Dataset records section start
//! Dimensional analysis types
//!
//! Each unit has dimensions represented as a vector of integer exponents
//! over a fixed list of base dimensions:
//! [length, mass, time, current, temperature, amount, luminosity, angle, solid angle, bespoke]

use std::fmt;
use serde::{Serialize, Deserialize};

/// Number of base dimensions
pub const BASE_COUNT: usize = 10;

/// Dimension indices for the base quantities
pub const LENGTH: usize = 0;
pub const MASS: usize = 1;
pub const TIME: usize = 2;
pub const CURRENT: usize = 3;
pub const TEMPERATURE: usize = 4;
pub const AMOUNT: usize = 5;
pub const LUMINOSITY: usize = 6;
pub const ANGLE: usize = 7;
pub const SOLID_ANGLE: usize = 8;
pub const BESPOKE: usize = 9;

/// One slot of the dimension vector.
#[derive(Debug, Clone, Copy, PartialEq, Eq, Hash, Serialize, Deserialize)]
#[serde(rename_all = "snake_case")]
pub enum BaseDimension {
    Length,
    Mass,
    Time,
    Current,
    Temperature,
    Amount,
    Luminosity,
    Angle,
    SolidAngle,
    /// Named non-physical quantities such as currency
    Bespoke,
}

impl BaseDimension {
    /// All slots in vector order
    pub const ALL: [BaseDimension; BASE_COUNT] = [
        BaseDimension::Length,
        BaseDimension::Mass,
        BaseDimension::Time,
        BaseDimension::Current,
        BaseDimension::Temperature,
        BaseDimension::Amount,
        BaseDimension::Luminosity,
        BaseDimension::Angle,
        BaseDimension::SolidAngle,
        BaseDimension::Bespoke,
    ];

    pub fn index(self) -> usize {
        match self {
            BaseDimension::Length => LENGTH,
            BaseDimension::Mass => MASS,
            BaseDimension::Time => TIME,
            BaseDimension::Current => CURRENT,
            BaseDimension::Temperature => TEMPERATURE,
            BaseDimension::Amount => AMOUNT,
            BaseDimension::Luminosity => LUMINOSITY,
            BaseDimension::Angle => ANGLE,
            BaseDimension::SolidAngle => SOLID_ANGLE,
            BaseDimension::Bespoke => BESPOKE,
        }
    }

    /// Name of the reference unit for this slot
    pub fn unit_name(self) -> &'static str {
        match self {
            BaseDimension::Length => "meter",
            BaseDimension::Mass => "kilogram",
            BaseDimension::Time => "second",
            BaseDimension::Current => "ampere",
            BaseDimension::Temperature => "kelvin",
            BaseDimension::Amount => "mole",
            BaseDimension::Luminosity => "candela",
            BaseDimension::Angle => "radian",
            BaseDimension::SolidAngle => "steradian",
            BaseDimension::Bespoke => "bespoke",
        }
    }

    /// Symbol of the reference unit for this slot, as used in canonical text
    pub fn unit_symbol(self) -> &'static str {
        match self {
            BaseDimension::Length => "m",
            BaseDimension::Mass => "kg",
            BaseDimension::Time => "s",
            BaseDimension::Current => "A",
            BaseDimension::Temperature => "K",
            BaseDimension::Amount => "mol",
            BaseDimension::Luminosity => "cd",
            BaseDimension::Angle => "rad",
            BaseDimension::SolidAngle => "sr",
            BaseDimension::Bespoke => "¤",
        }
    }

    fn label(self) -> &'static str {
        match self {
            BaseDimension::Length => "L",
            BaseDimension::Mass => "M",
            BaseDimension::Time => "T",
            BaseDimension::Current => "I",
            BaseDimension::Temperature => "Θ",
            BaseDimension::Amount => "N",
            BaseDimension::Luminosity => "J",
            BaseDimension::Angle => "A",
            BaseDimension::SolidAngle => "Ω",
            BaseDimension::Bespoke => "¤",
        }
    }
}

/// Represents the dimensions of a unit
/// as exponents of the base dimensions.
#[derive(Debug, Clone, Copy, PartialEq, Eq, Hash, Serialize, Deserialize)]
pub struct Dimension {
    /// [length, mass, time, current, temperature, amount, luminosity, angle, solid angle, bespoke]
    pub exponents: [i32; BASE_COUNT],
}

impl Dimension {
    /// Dimensionless quantity (all exponents zero)
    pub const DIMENSIONLESS: Dimension = Dimension { exponents: [0; BASE_COUNT] };

    /// Length dimension [L]
    pub const LENGTH: Dimension = Dimension::of(LENGTH);

    /// Mass dimension [M]
    pub const MASS: Dimension = Dimension::of(MASS);

    /// Time dimension [T]
    pub const TIME: Dimension = Dimension::of(TIME);

    /// Electric current dimension [I]
    pub const CURRENT: Dimension = Dimension::of(CURRENT);

    /// Temperature dimension [Θ]
    pub const TEMPERATURE: Dimension = Dimension::of(TEMPERATURE);

    /// Amount of substance dimension [N]
    pub const AMOUNT: Dimension = Dimension::of(AMOUNT);

    /// Luminous intensity dimension [J]
    pub const LUMINOSITY: Dimension = Dimension::of(LUMINOSITY);

    /// Plane angle dimension [A]
    pub const ANGLE: Dimension = Dimension::of(ANGLE);

    /// Solid angle dimension [Ω]
    pub const SOLID_ANGLE: Dimension = Dimension::of(SOLID_ANGLE);

    /// Velocity [L T^-1]
    pub const VELOCITY: Dimension = Dimension { exponents: [1, 0, -1, 0, 0, 0, 0, 0, 0, 0] };

    /// Acceleration [L T^-2]
    pub const ACCELERATION: Dimension = Dimension { exponents: [1, 0, -2, 0, 0, 0, 0, 0, 0, 0] };

    /// Force [M L T^-2]
    pub const FORCE: Dimension = Dimension { exponents: [1, 1, -2, 0, 0, 0, 0, 0, 0, 0] };

    /// Energy [M L^2 T^-2]
    pub const ENERGY: Dimension = Dimension { exponents: [2, 1, -2, 0, 0, 0, 0, 0, 0, 0] };

    /// Power [M L^2 T^-3]
    pub const POWER: Dimension = Dimension { exponents: [2, 1, -3, 0, 0, 0, 0, 0, 0, 0] };

    /// Pressure [M L^-1 T^-2]
    pub const PRESSURE: Dimension = Dimension { exponents: [-1, 1, -2, 0, 0, 0, 0, 0, 0, 0] };

    /// Area [L^2]
    pub const AREA: Dimension = Dimension { exponents: [2, 0, 0, 0, 0, 0, 0, 0, 0, 0] };

    /// Volume [L^3]
    pub const VOLUME: Dimension = Dimension { exponents: [3, 0, 0, 0, 0, 0, 0, 0, 0, 0] };

    /// Frequency [T^-1]
    pub const FREQUENCY: Dimension = Dimension { exponents: [0, 0, -1, 0, 0, 0, 0, 0, 0, 0] };

    /// Electric charge [I T]
    pub const CHARGE: Dimension = Dimension { exponents: [0, 0, 1, 1, 0, 0, 0, 0, 0, 0] };

    /// Voltage [M L^2 T^-3 I^-1]
    pub const VOLTAGE: Dimension = Dimension { exponents: [2, 1, -3, -1, 0, 0, 0, 0, 0, 0] };

    /// Create a new dimension from exponents
    pub fn new(exponents: [i32; BASE_COUNT]) -> Self {
        Dimension { exponents }
    }

    /// The dimension of a single base slot raised to the first power
    pub const fn of(slot: usize) -> Dimension {
        let mut exponents = [0; BASE_COUNT];
        exponents[slot] = 1;
        Dimension { exponents }
    }

    /// Check if this is a dimensionless quantity
    pub fn is_dimensionless(&self) -> bool {
        self.exponents.iter().all(|&e| e == 0)
    }

    /// The base slot this dimension consists of, if it is exactly one slot to the first power
    pub fn as_base(&self) -> Option<BaseDimension> {
        let mut found = None;
        for (slot, &exp) in BaseDimension::ALL.iter().zip(self.exponents.iter()) {
            match exp {
                0 => {}
                1 if found.is_none() => found = Some(*slot),
                _ => return None,
            }
        }
        found
    }

    /// Combine exponents pairwise; `None` if any exponent leaves the i32 range
    fn zip_with(&self, other: &Dimension, op: fn(i32, i32) -> Option<i32>) -> Option<Dimension> {
        let mut result = [0i32; BASE_COUNT];
        for i in 0..BASE_COUNT {
            result[i] = op(self.exponents[i], other.exponents[i])?;
        }
        Some(Dimension { exponents: result })
    }

    /// Multiply dimensions (add exponents). `None` on exponent overflow.
    pub fn multiply(&self, other: &Dimension) -> Option<Dimension> {
        self.zip_with(other, i32::checked_add)
    }

    /// Divide dimensions (subtract exponents). `None` on exponent overflow.
    pub fn divide(&self, other: &Dimension) -> Option<Dimension> {
        self.zip_with(other, i32::checked_sub)
    }

    /// Raise to integer power (multiply exponents). `None` on exponent overflow.
    pub fn power(&self, exp: i32) -> Option<Dimension> {
        let mut result = [0i32; BASE_COUNT];
        for i in 0..BASE_COUNT {
            result[i] = self.exponents[i].checked_mul(exp)?;
        }
        Some(Dimension { exponents: result })
    }

    /// Invert dimensions (negate exponents)
    pub fn invert(&self) -> Option<Dimension> {
        self.power(-1)
    }

    /// Take the n-th root. `None` unless every exponent divides evenly.
    pub fn root(&self, n: i32) -> Option<Dimension> {
        let mut result = [0i32; BASE_COUNT];
        for i in 0..BASE_COUNT {
            if self.exponents[i].checked_rem(n)? != 0 {
                return None;
            }
            result[i] = self.exponents[i].checked_div(n)?;
        }
        Some(Dimension { exponents: result })
    }

    /// Render as a product of base unit symbols, e.g. `m2.s-1`.
    /// Dimensionless renders as `1`.
    pub fn to_symbols(&self) -> String {
        let mut parts = Vec::new();
        for (slot, &exp) in BaseDimension::ALL.iter().zip(self.exponents.iter()) {
            match exp {
                0 => {}
                1 => parts.push(slot.unit_symbol().to_string()),
                _ => parts.push(format!("{}{}", slot.unit_symbol(), exp)),
            }
        }
        if parts.is_empty() {
            "1".to_string()
        } else {
            parts.join(".")
        }
    }

    /// Get the dimension name if it matches a common dimension
    pub fn name(&self) -> Option<&'static str> {
        match self.exponents {
            [0, 0, 0, 0, 0, 0, 0, 0, 0, 0] => Some("dimensionless"),
            [1, 0, 0, 0, 0, 0, 0, 0, 0, 0] => Some("length"),
            [0, 1, 0, 0, 0, 0, 0, 0, 0, 0] => Some("mass"),
            [0, 0, 1, 0, 0, 0, 0, 0, 0, 0] => Some("time"),
            [0, 0, 0, 1, 0, 0, 0, 0, 0, 0] => Some("current"),
            [0, 0, 0, 0, 1, 0, 0, 0, 0, 0] => Some("temperature"),
            [0, 0, 0, 0, 0, 1, 0, 0, 0, 0] => Some("amount"),
            [0, 0, 0, 0, 0, 0, 1, 0, 0, 0] => Some("luminosity"),
            [0, 0, 0, 0, 0, 0, 0, 1, 0, 0] => Some("angle"),
            [0, 0, 0, 0, 0, 0, 0, 0, 1, 0] => Some("solid angle"),
            [1, 0, -1, 0, 0, 0, 0, 0, 0, 0] => Some("velocity"),
            [1, 0, -2, 0, 0, 0, 0, 0, 0, 0] => Some("acceleration"),
            [1, 1, -2, 0, 0, 0, 0, 0, 0, 0] => Some("force"),
            [2, 1, -2, 0, 0, 0, 0, 0, 0, 0] => Some("energy"),
            [2, 1, -3, 0, 0, 0, 0, 0, 0, 0] => Some("power"),
            [-1, 1, -2, 0, 0, 0, 0, 0, 0, 0] => Some("pressure"),
            [2, 0, 0, 0, 0, 0, 0, 0, 0, 0] => Some("area"),
            [3, 0, 0, 0, 0, 0, 0, 0, 0, 0] => Some("volume"),
            [0, 0, -1, 0, 0, 0, 0, 0, 0, 0] => Some("frequency"),
            _ => None,
        }
    }
}

impl fmt::Display for Dimension {
    fn fmt(&self, f: &mut fmt::Formatter<'_>) -> fmt::Result {
        let mut parts = Vec::new();

        for (slot, &exp) in BaseDimension::ALL.iter().zip(self.exponents.iter()) {
            if exp != 0 {
                if exp == 1 {
                    parts.push(slot.label().to_string());
                } else {
                    parts.push(format!("{}^{}", slot.label(), exp));
                }
            }
        }

        if parts.is_empty() {
            write!(f, "1")
        } else {
            write!(f, "{}", parts.join(" "))
        }
    }
}

impl Default for Dimension {
    fn default() -> Self {
        Self::DIMENSIONLESS
    }
}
Dataset records section end
**Problem statement:** In the data above, tally the lines holding "SolidAngle" and answer with the figure only.

**Answer section:** 6